Polyinosinic-Polycytidylic Acid Induces the Expression of Interferon-Stimulated Gene 20 in Mesangial Cells

Abstract

Background/Aims: Interferon (IFN)-stimulated gene 20 (ISG20) is a 3′-to-5′ exonuclease specific for single-stranded RNA and involved in host defense reactions against RNA viruses. The expression and the role of ISG20 in mesangial cells have not been reported. Methods: Normal human mesangial cells were cultured and treated with polyinosinic-polycytidylic acid (poly (I:C)), an authentic double-stranded RNA which mimics viral infection to cells. The effect of RNA interference of Toll-like receptor 3 (TLR3) or IFN-β on the ISG20 expression was examined. The effect of a blocking antibody against the receptor for IFN-β or anti-inflammatory steroid dexamethasone was also examined. Results: Treatment of cells with poly (I:C) induced the expression of ISG20. The poly (I:C)-induced expression of ISG20 was inhibited by knockdown of TLR3, IFN regulatery factor 3 (IRF3) or IFN-β. Blocking of the receptor for IFN-β suppressed and overexpression of IFN-β enhanced ISG20 expression.
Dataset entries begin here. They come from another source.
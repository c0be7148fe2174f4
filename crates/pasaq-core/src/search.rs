use log::{debug, info, warn};
use pasaq_mip::{MipOptions, Termination};

use crate::bounds::{estimate_bounds, Bracket};
use crate::error::PasaqError;
use crate::formulation::Formulation;
use crate::game::{GameError, SecurityGame, Strategy};
use crate::oracle::check_feasibility;

/// Parameters of the binary search and of every feasibility model it builds
#[cfg_attr(feature = "serde", derive(serde::Serialize, serde::Deserialize))]
#[derive(Debug, Clone)]
pub struct SearchConfig {
    /// Stop once the bracket is at most this wide
    pub epsilon: f64,
    /// Number of linearization segments (K)
    pub segments: usize,
    /// Attacker rationality
    pub lambda: f64,
    /// Defender resource budget
    pub budget: f64,
    /// Probe cap; `None` probes until convergence
    pub max_iterations: Option<usize>,
    /// How close to zero the optimum must be for a threshold to count
    pub feasibility_tolerance: f64,
    /// Starting bracket; estimated from the payoffs when absent
    pub bracket: Option<Bracket>,
    pub mip: MipOptions,
}

impl Default for SearchConfig {
    fn default() -> Self {
        Self {
            epsilon: 0.5,
            segments: 5,
            lambda: 0.5,
            budget: 1.0,
            max_iterations: None,
            feasibility_tolerance: 1e-9,
            bracket: None,
            mip: MipOptions::default(),
        }
    }
}

impl SearchConfig {
    pub fn new() -> Self {
        Self::default()
    }

    pub fn with_epsilon(mut self, epsilon: f64) -> Self {
        self.epsilon = epsilon;
        self
    }

    pub fn with_segments(mut self, segments: usize) -> Self {
        self.segments = segments;
        self
    }

    pub fn with_lambda(mut self, lambda: f64) -> Self {
        self.lambda = lambda;
        self
    }

    pub fn with_budget(mut self, budget: f64) -> Self {
        self.budget = budget;
        self
    }

    pub fn with_max_iterations(mut self, max: usize) -> Self {
        self.max_iterations = Some(max);
        self
    }

    pub fn with_feasibility_tolerance(mut self, tol: f64) -> Self {
        self.feasibility_tolerance = tol;
        self
    }

    pub fn with_bracket(mut self, bracket: Bracket) -> Self {
        self.bracket = Some(bracket);
        self
    }

    pub fn with_mip_options(mut self, options: MipOptions) -> Self {
        self.mip = options;
        self
    }

    fn validate(&self) -> Result<(), GameError> {
        if !self.epsilon.is_finite() || self.epsilon <= 0.0 {
            return Err(GameError::DegenerateInput(format!(
                "epsilon must be positive, got {}",
                self.epsilon
            )));
        }
        if !self.feasibility_tolerance.is_finite() || self.feasibility_tolerance < 0.0 {
            return Err(GameError::DegenerateInput(format!(
                "invalid feasibility tolerance {}",
                self.feasibility_tolerance
            )));
        }
        Ok(())
    }
}

#[cfg_attr(feature = "serde", derive(serde::Serialize, serde::Deserialize))]
#[derive(Debug, Clone, Copy, PartialEq, Eq)]
pub enum SearchState {
    EstimatingBounds,
    Probing,
    Converged,
}

/// One feasibility query and the bracket it left behind
#[cfg_attr(feature = "serde", derive(serde::Serialize, serde::Deserialize))]
#[derive(Debug, Clone, PartialEq)]
pub struct Probe {
    pub threshold: f64,
    pub achievable: bool,
    pub termination: Termination,
    pub bracket: Bracket,
}

#[cfg_attr(feature = "serde", derive(serde::Serialize, serde::Deserialize))]
#[derive(Debug, Clone, PartialEq)]
pub struct SearchOutcome {
    /// Lower end of the final bracket
    pub utility: f64,
    pub bracket: Bracket,
    /// Coverage from the last achievable probe; empty if none was achievable
    pub strategy: Strategy,
    /// Schedule weights realising `strategy`; empty alongside it
    pub mixture: Vec<f64>,
    pub probes: Vec<Probe>,
    /// False when the probe cap stopped the search first
    pub converged: bool,
}

/// Bisection on the defender's utility threshold.
///
/// Correct only while feasibility is non-increasing in the threshold. Payoffs
/// breaking that still converge, to a wrong value.
#[derive(Debug, Clone)]
pub struct BinarySearch<'a> {
    formulation: Formulation<'a>,
    config: SearchConfig,
    state: SearchState,
    bracket: Bracket,
    best: Strategy,
    best_mixture: Vec<f64>,
    probes: Vec<Probe>,
}

impl<'a> BinarySearch<'a> {
    pub fn new(game: &'a SecurityGame, config: SearchConfig) -> Result<Self, PasaqError> {
        config.validate()?;
        let formulation = Formulation::new(game, config.budget, config.lambda, config.segments)?;
        let mut search = Self {
            formulation,
            config,
            state: SearchState::EstimatingBounds,
            bracket: Bracket { lower: 0.0, upper: 0.0 },
            best: Strategy::new(),
            best_mixture: Vec::new(),
            probes: Vec::new(),
        };
        search.estimate()?;
        Ok(search)
    }

    fn estimate(&mut self) -> Result<(), PasaqError> {
        let bracket = match self.config.bracket {
            Some(bracket) => {
                bracket.validate()?;
                bracket
            }
            None => {
                let payoffs = self.formulation.game().payoffs();
                let estimated = estimate_bounds(self.config.budget, payoffs, self.config.lambda)?;
                if estimated.lower > estimated.upper {
                    warn!(
                        "estimated bounds [{:.4}, {:.4}] are inverted, keeping the lower bound",
                        estimated.lower, estimated.upper
                    );
                }
                estimated
            }
        };
        info!(
            "searching [{:.4}, {:.4}] with epsilon {} over {} targets",
            bracket.lower,
            bracket.upper,
            self.config.epsilon,
            self.formulation.game().num_targets()
        );
        self.bracket = bracket;
        // An estimated bracket may be inverted; it is treated as already narrow
        self.state = if bracket.width() > self.config.epsilon {
            SearchState::Probing
        } else {
            SearchState::Converged
        };
        Ok(())
    }

    pub fn state(&self) -> SearchState {
        self.state
    }

    pub fn bracket(&self) -> Bracket {
        self.bracket
    }

    pub fn probes(&self) -> &[Probe] {
        &self.probes
    }

    /// Query the midpoint and halve the bracket. `None` once converged.
    pub fn step(&mut self) -> Result<Option<Probe>, PasaqError> {
        if self.state != SearchState::Probing {
            return Ok(None);
        }

        let r = self.bracket.midpoint();
        if r <= self.bracket.lower || r >= self.bracket.upper {
            // Bracket narrower than float resolution
            self.state = SearchState::Converged;
            return Ok(None);
        }

        let tolerance = self.config.feasibility_tolerance;
        let verdict = check_feasibility(r, &self.formulation, &self.config.mip, tolerance)?;
        if verdict.achievable {
            self.bracket.lower = r;
            self.best = verdict.strategy;
            self.best_mixture = verdict.mixture;
        } else {
            self.bracket.upper = r;
        }

        let probe = Probe {
            threshold: r,
            achievable: verdict.achievable,
            termination: verdict.termination,
            bracket: self.bracket,
        };
        debug!(
            "probe {}: r = {:.6} {} ({}), bracket [{:.6}, {:.6}]",
            self.probes.len() + 1,
            r,
            if probe.achievable { "achievable" } else { "not achievable" },
            probe.termination,
            self.bracket.lower,
            self.bracket.upper
        );
        self.probes.push(probe.clone());

        if self.bracket.width() <= self.config.epsilon {
            self.state = SearchState::Converged;
        }
        Ok(Some(probe))
    }

    /// Probe until converged or the probe cap is reached
    pub fn run(mut self) -> Result<SearchOutcome, PasaqError> {
        while self.state == SearchState::Probing {
            if let Some(cap) = self.config.max_iterations {
                if self.probes.len() >= cap {
                    let width = self.bracket.width();
                    warn!("stopped after {} probes with bracket width {}", cap, width);
                    break;
                }
            }
            self.step()?;
        }
        Ok(self.finish())
    }

    pub fn finish(self) -> SearchOutcome {
        let converged = self.state == SearchState::Converged;
        info!(
            "defender utility {:.6} after {} probes{}",
            self.bracket.lower,
            self.probes.len(),
            if converged { "" } else { " (not converged)" }
        );
        SearchOutcome {
            utility: self.bracket.lower,
            bracket: self.bracket,
            strategy: self.best,
            mixture: self.best_mixture,
            probes: self.probes,
            converged,
        }
    }
}

/// Run a full search on `game`
pub fn binary_search(
    game: &SecurityGame,
    config: SearchConfig,
) -> Result<SearchOutcome, PasaqError> {
    BinarySearch::new(game, config)?.run()
}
The poly (I:C)-induced expressions of IFN-β and ISG20 were inhibited by dexamethasone. Transfection of mesangial cells with poly (I:C) or 5′-triphosphate single-stranded RNA as a complex with cationic lipid also induced the expression of ISG20, and this was inhibited by knockdown of retinoic acid-inducible gene-I (RIG-I). Conclusion: Poly (I:C) induces the expression of ISG20 in mesangial cells. ISG20 may be involved in anti-viral reactions in renal mesangial cells. TLR3, IRF3 and de novo synthesized IFN-β may mediate the poly (I:C)-induced expression of ISG20, and RIG-I may mediate ISG20 expression induced by poly (I:C)/cationic lipid complex.